Notriangle posted 8/5/2020 21:17 PM

Notaboringwife,
We are still in year one of reconciliation. Nine months, to be exact. I think most of the whys of his affair had nothing to do with me. There was alcohol, job stress, and a fear of running out of time, etc.
I am finding myself more okay with life lately. I just don't let anger and pain rule me anymore. I want to be at peace. Some might call it rugsweeping but I call it moving on. I have learned not to trust or rely on him but I am okay with that. I feel good because I am a good person and I am grateful for the things I have in life.
How has your relationship changed? How do you feel toward your FWH? Do you feel like the specialness has gone? I am okay.
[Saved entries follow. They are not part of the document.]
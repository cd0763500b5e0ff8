//! The daily synchronization run.

use crate::core::averager::{self, CohortAverage};
use crate::core::ingest::{self, IngestReport};
use crate::core::progress;
use crate::core::reconcile::{self, ReconcileReport};
use crate::core::writeback;
use crate::db::log::audit;
use crate::db::pool::DbPool;
use crate::errors::AppResult;
use crate::sheet::layout::{LABEL_COLUMN, SUMMARY_ROWS};
use crate::sheet::{SheetSource, SheetView};
use crate::ui::messages::{info, step};
use crate::utils::format_duration;
use chrono::NaiveDate;

#[derive(Debug, Clone, PartialEq)]
pub struct SyncReport {
    pub entry_date: NaiveDate,
    pub reconcile: ReconcileReport,
    pub ingest: IngestReport,
    pub progress_filled: usize,
    pub rolled_tasks: usize,
    pub averages: Vec<CohortAverage>,
}

const STEPS: usize = 5;

pub struct SyncLogic;

impl SyncLogic {
    /// One full pass against an already-taken snapshot:
    /// reconcile → ingest → progress → averages → write-back.
    ///
    /// Each step commits on its own; a failure leaves earlier steps in
    /// place and a re-run picks up from the same snapshot state.
    pub fn run<S: SheetSource + ?Sized>(
        pool: &mut DbPool,
        sheet: &mut SheetView<S>,
        entry_date: NaiveDate,
    ) -> AppResult<SyncReport> {
        // Layout problems abort before anything is written.
        let groups = sheet.groups()?;
        for (_, _, from_end) in SUMMARY_ROWS {
            writeback::summary_row(sheet, from_end)?;
        }

        step(1, STEPS, "Reconciling tasks");
        let labels = sheet.snapshot().column(LABEL_COLUMN);
        let rec = reconcile::reconcile(pool, &labels, &groups)?;
        audit(
            &pool.conn,
            "reconcile",
            sheet.title(),
            &format!(
                "{} created, {} archived, {} restored",
                rec.created, rec.archived, rec.restored
            ),
        );
        info(format!(
            "Tasks reconciled: {} new, {} archived, {} restored.",
            rec.created, rec.archived, rec.restored
        ));

        step(2, STEPS, "Ingesting entries");
        let ing = ingest::ingest(pool, sheet.snapshot(), entry_date)?;
        audit(
            &pool.conn,
            "ingest",
            &entry_date.to_string(),
            &format!(
                "{} created, {} updated, {} skipped",
                ing.created, ing.updated, ing.skipped
            ),
        );
        info(format!(
            "Entries for {}: {} new, {} corrected, {} skipped.",
            entry_date, ing.created, ing.updated, ing.skipped
        ));

        step(3, STEPS, "Filling progress");
        let filled = progress::eval_all_progress(pool)?;
        audit(
            &pool.conn,
            "progress",
            "",
            &format!("{} entries filled", filled),
        );

        // Computed before touching the sheet.
        step(4, STEPS, "Computing averages");
        let averages = averager::compute_all(pool)?;

        step(5, STEPS, "Writing back to the sheet");
        let rolled = writeback::roll_task_cells(pool, sheet)?;
        writeback::write_summaries(sheet, &averages)?;

        let summary = averages
            .iter()
            .map(|a| format!("{}/{}={}", a.cohort, a.period, format_duration(a.average, true)))
            .collect::<Vec<_>>()
            .join(", ");
        audit(&pool.conn, "averages", sheet.title(), &summary);

        Ok(SyncReport {
            entry_date,
            reconcile: rec,
            ingest: ing,
            progress_filled: filled,
            rolled_tasks: rolled,
            averages,
        })
    }
}
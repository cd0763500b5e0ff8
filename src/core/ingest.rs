//! Reads each active task's duration cell and records it as the day's
//! entry.

use crate::db::pool::DbPool;
use crate::db::queries::{UpsertStats, load_active_tasks, upsert_entries};
use crate::errors::AppResult;
use crate::models::entry::EntryDraft;
use crate::sheet::layout::DURATION_COLUMN;
use crate::sheet::snapshot::Snapshot;
use crate::sheet::address::CellAddress;
use crate::utils::parse_duration;
use chrono::NaiveDate;

#[derive(Debug, Default, Clone, Copy, PartialEq, Eq)]
pub struct IngestReport {
    pub created: usize,
    pub updated: usize,
    /// Active tasks whose cell was blank, malformed or zero.
    pub skipped: usize,
}

/// Build one draft per active task with a usable duration cell.
pub fn collect_drafts(
    pool: &DbPool,
    snapshot: &Snapshot,
    date: NaiveDate,
) -> AppResult<(Vec<EntryDraft>, usize)> {
    let mut drafts = Vec::new();
    let mut skipped = 0;

    for task in load_active_tasks(&pool.conn)? {
        let cell = snapshot.cell(&CellAddress::new(DURATION_COLUMN, task.row)?);
        match parse_duration(cell) {
            Some(d) if !d.is_zero() => drafts.push(EntryDraft {
                task_id: task.id,
                date,
                duration: d,
            }),
            _ => skipped += 1,
        }
    }
    Ok((drafts, skipped))
}

/// Record the day's durations: new entries are created, existing ones for
/// the same (task, date) get their duration corrected.
pub fn ingest(pool: &mut DbPool, snapshot: &Snapshot, date: NaiveDate) -> AppResult<IngestReport> {
    let (drafts, skipped) = collect_drafts(pool, snapshot, date)?;
    let UpsertStats { created, updated } = upsert_entries(&mut pool.conn, &drafts)?;
    Ok(IngestReport {
        created,
        updated,
        skipped,
    })
}
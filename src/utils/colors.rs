/// ANSI color helper utilities for terminal output.
pub const RESET: &str = "\x1b[0m";

pub const GREY: &str = "\x1b[90m";

pub const RED: &str = "\x1b[31m";
pub const GREEN: &str = "\x1b[32m";

pub const YELLOW: &str = "\x1b[33m";
pub const CYAN: &str = "\x1b[36m";

/// Progress colour:
/// \>= 100 → green
/// \< 100 → yellow
pub fn color_for_progress(progress: f64) -> &'static str {
    if progress >= 100.0 { GREEN } else { YELLOW }
}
Life is good but our marriage is different and evolving. I'm not sure what the future holds.

[This message edited by Notriangle at 9:20 PM, August 5th (Wednesday)]

Notaboringwife posted 8/6/2020 11:39 AM

Notriangle, and to all who added their life stories:
Thank you for your support and insights!

How has your relationship changed? How do you feel toward your FWH? Do you feel like the specialness has gone?

We both are changing from our broken marriage and his affair, only now. Maybe it was time related or covid related. I don't know. I see a bit of the man I had while dating and before the children were born. That was about 43 years ago. Caring and interested in me.

The cheating during the affair has FWH making amends, and being kind and much calmer in his demeanour towards me. He has a way to go to feel that way for his future life. He is trying though. He has his life demons to deal with. I have the consequences of his affair to deal with. This is ongoing.

How do I feel towards him today? Without any prejudice, I am saying that at times, I feel sorry for him. Weird huh? I see a broken man that is trying. I am as kind to him and he is to me. I feel at peace with myself and with him. I will stand by him as he stands by me. I like the unruffled relationship we have now.

And please do not ask me if I love him. The romantic love of the past has evolved into understanding and accepting his character weaknesses and strengths. And that means a whole lot to me! Maybe that is love?

I feel that our relationship is special to us because I am surviving his infidelity with my head and heart in the right place.
Surviving in itself is special. Very special. And FWH is with me.

I do not know either, what the future holds. It does not matter. I am good today! One day at a time.